L’errore più grande, dice, “è stato lasciare la base aerea di Bagram a luglio: per evacuare tutte queste persone serviva un’area in cui poter controllare la sicurezza, e non è il caso dell’aeroporto di Kabul”. Ma il ritiro delle truppe americane dall’Afghanistan, secondo Ian Bremmer – celebre politologo statunitense, fondatore del centro studi Eurasia – ha scontato anche “mancanza di pianificazione, informazioni errate, unilateralismo, una confusa strategia di comunicazione. Il fallimento della guerra – dice in un’intervista al Corriere della Sera – non è colpa di Biden, i suoi predecessori hanno una responsabilità maggiore, ma dato che è lui che sta gestendo così male l’evacuazione, questo sarà un grosso problema per lui”.
All’indomani dell’attacco Isis allo scalo aereo che ha fatto (almeno) 90 morti e 150 feriti, Bremmer spiega che ora “aumenta la possibilità che gli Usa si impegnino in rappresaglie, che siano bombardamenti o attacchi con i droni. Sarà molto difficile mantenere le operazioni di evacuazione fino al 31 e cresce il pericolo di un’escalation. I rapporti con i Talebani si deterioreranno molto in fretta”, pronostica. “Sarà difficile mantenere il passo, e man mano che gli americani riducono le truppe diventa più difficile e pericoloso operare.

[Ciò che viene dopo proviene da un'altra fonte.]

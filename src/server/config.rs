use url::Url;

use crate::server::error::{config::ConfigError, AppError};

const DEFAULT_BIND_ADDR: &str = "0.0.0.0:8080";

pub struct Config {
    pub database_url: String,

    /// Bearer token granting the `ADMIN` capability.
    pub admin_token: String,

    /// Public base URL prefixed to every link href, empty for relative links.
    pub app_url: String,
    pub bind_addr: String,
}

impl Config {
    pub fn from_env() -> Result<Self, AppError> {
        let admin_token = required("ADMIN_TOKEN")?;
        if admin_token.trim().is_empty() {
            return Err(ConfigError::InvalidEnvVar {
                name: "ADMIN_TOKEN".to_string(),
                reason: "must not be blank".to_string(),
            }
            .into());
        }

        // Relative links when unset
        let app_url = std::env::var("APP_URL").unwrap_or_default();
        if !app_url.is_empty() {
            Url::parse(&app_url).map_err(|e| ConfigError::InvalidEnvVar {
                name: "APP_URL".to_string(),
                reason: e.to_string(),
            })?;
        }

        Ok(Self {
            database_url: required("DATABASE_URL")?,
            admin_token,
            app_url: app_url.trim_end_matches('/').to_string(),
            bind_addr: std::env::var("BIND_ADDR").unwrap_or_else(|_| DEFAULT_BIND_ADDR.to_string()),
        })
    }
}

fn required(name: &str) -> Result<String, ConfigError> {
    std::env::var(name).map_err(|_| ConfigError::MissingEnvVar(name.to_string()))
}
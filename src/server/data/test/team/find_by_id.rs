use super::*;

/// Tests loading a team with its relations.
///
/// Verifies the team carries its training session with the hall and its coach role
/// with the coach.
///
/// Expected: Ok(Some) with both relations populated
#[tokio::test]
async fn loads_team_with_relations() -> Result<(), DbErr> {
    let test = TestBuilder::new()
        .with_training_tables()
        .build()
        .await
        .unwrap();
    let db = test.db.as_ref().unwrap();

    let (team, hall, coach, session, role) =
        factory::helpers::create_team_with_dependencies(db).await?;

    let loaded = TeamRepository::new(db).find_by_id(team.id).await?.unwrap();

    assert_eq!(loaded.training_sessions.len(), 1);
    assert_eq!(loaded.training_sessions[0].id, Some(session.id));
    assert_eq!(loaded.training_sessions[0].hall.id, Some(hall.id));
    assert_eq!(loaded.role_coaches.len(), 1);
    assert_eq!(loaded.role_coaches[0].id, Some(role.id));
    assert_eq!(loaded.role_coaches[0].coach.id, Some(coach.id));

    Ok(())
}

/// Tests that relations of other teams are not attached.
///
/// Expected: Ok(Some) with empty relations for the second team
#[tokio::test]
async fn does_not_mix_relations_between_teams() -> Result<(), DbErr> {
    let test = TestBuilder::new()
        .with_training_tables()
        .build()
        .await
        .unwrap();
    let db = test.db.as_ref().unwrap();

    factory::helpers::create_team_with_dependencies(db).await?;
    let other = factory::create_team(db).await?;

    let repo = TeamRepository::new(db);
    let loaded = repo.find_by_id(other.id).await?.unwrap();

    assert!(loaded.training_sessions.is_empty());
    assert!(loaded.role_coaches.is_empty());
    assert!(repo.exists_by_id(other.id).await?);
    assert!(!repo.exists_by_id(other.id + 100).await?);

    Ok(())
}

Significa che un enorme numero di afghani che avrebbero avuto il diritto di partire verrà lasciato indietro“. Ma la deadline del 31 agosto per il ritiro, dice, “non verrà posticipata: al contrario, sarà probabilmente anticipata in modo da poter colpire con una rappresaglia”.

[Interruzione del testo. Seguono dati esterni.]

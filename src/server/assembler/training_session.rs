use crate::{
    model::training_session::TrainingSessionDto,
    server::{
        assembler::{
            hall::HallAssembler,
            team::{ADD_TRAINING_SESSION, TEAM_OPERATIONS},
            Assembler, AssemblyContext,
        },
        error::assembly::AssemblyError,
        hypermedia::{
            affordance::{
                Affordance, AffordanceScope, HttpMethod, OperationDescriptor, OperationTable,
                Target,
            },
            capability::ADMIN,
            representation::EntityModel,
            resource::ResourceType,
        },
        model::training_session::{fields, TrainingSession},
    },
};

pub const TRAINING_SESSION_OPERATIONS: OperationTable = OperationTable {
    resource: ResourceType::TrainingSession,
    operations: &[
        OperationDescriptor {
            name: "deleteTrainingSession",
            method: HttpMethod::Delete,
            capability: ADMIN,
            scope: AffordanceScope::Item,
            target: Target::Item,
            fields: &[],
        },
        OperationDescriptor {
            name: "updateTrainingSession",
            method: HttpMethod::Put,
            capability: ADMIN,
            scope: AffordanceScope::Item,
            target: Target::Item,
            fields: fields::UPDATE,
        },
        OperationDescriptor {
            name: "createTrainingSession",
            method: HttpMethod::Post,
            capability: ADMIN,
            scope: AffordanceScope::Collection,
            target: Target::Collection,
            fields: fields::CREATE,
        },
    ],
};

/// Assembles training sessions, embedding their hall and linking their team.
///
/// The team is linked rather than embedded: a team already embeds its sessions.
pub struct TrainingSessionAssembler<'a> {
    ctx: AssemblyContext<'a>,
    team_id: Option<i32>,
}

impl<'a> TrainingSessionAssembler<'a> {
    pub fn new(ctx: AssemblyContext<'a>) -> Self {
        Self { ctx, team_id: None }
    }

    /// Wrappers describe `/api/teams/{team_id}/training-sessions` instead of the global
    /// collection.
    pub fn for_team(ctx: AssemblyContext<'a>, team_id: i32) -> Self {
        Self {
            ctx,
            team_id: Some(team_id),
        }
    }
}

impl Assembler for TrainingSessionAssembler<'_> {
    type Domain = TrainingSession;
    type Dto = TrainingSessionDto;

    const OPERATIONS: &'static OperationTable = &TRAINING_SESSION_OPERATIONS;

    fn context(&self) -> AssemblyContext<'_> {
        self.ctx
    }

    fn collection_path(&self) -> String {
        match self.team_id {
            Some(team_id) => format!("{}/{}/training-sessions", ResourceType::Team.path(), team_id),
            None => ResourceType::TrainingSession.path().to_string(),
        }
    }

    /// Team-scoped sessions keep the team's order, so they cannot be sorted.
    fn sortable(&self) -> bool {
        self.team_id.is_none()
    }

    /// A team-scoped wrapper offers the team's `addTrainingSession` operation instead of
    /// the global create.
    fn wrapper_affordances(&self) -> Result<Vec<Affordance>, AssemblyError> {
        match self.team_id {
            Some(team_id) => {
                self.ctx
                    .selector()
                    .select_named(&TEAM_OPERATIONS, ADD_TRAINING_SESSION, Some(team_id))
            }
            None => self
                .ctx
                .selector()
                .select(Self::OPERATIONS, AffordanceScope::Collection, None),
        }
    }

    fn to_model(
        &self,
        session: &TrainingSession,
    ) -> Result<EntityModel<TrainingSessionDto>, AssemblyError> {
        let mut model = EntityModel::new(ResourceType::TrainingSession, session.to_dto());
        model.add_link(self.ctx.self_link(Self::OPERATIONS, session.id)?);
        model.add_link(self.ctx.collection_link(Self::OPERATIONS)?);
        model.add_link(self.ctx.related_link(
            ResourceType::Team.item_rel(),
            ResourceType::Team,
            Some(session.team_id),
        )?);

        let hall = HallAssembler::new(self.ctx).to_model(&session.hall)?;
        model.embed_one(ResourceType::Hall.item_rel(), hall)?;

        Ok(model)
    }
}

Sulla Stampa, invece, l’analista Lawrence Korb – ex assistente segretario alla Difesa e consigliere del Center for American Progress chiede di “annullare la scadenza del 31 agosto, prendere la situazione nelle nostre mani e andare a salvare tutti gli americani rimasti con operazioni speciali, condotte probabilmente di notte con l’elicottero”, perchè “non è più possibile usare le strade. È rischioso, ma non possiamo abbandonarli. Perciò Biden sta parlando con i Talebani, affinché consentano queste estrazioni. L’Isis – spiega – ha attaccato per far saltare i fragili equilibri. La domanda ora è questa: i Talebani sono in grado di fermarli? Se non possono, diventa difficile che siano accettati dalla comunità internazionale, ricavandone i benefici”.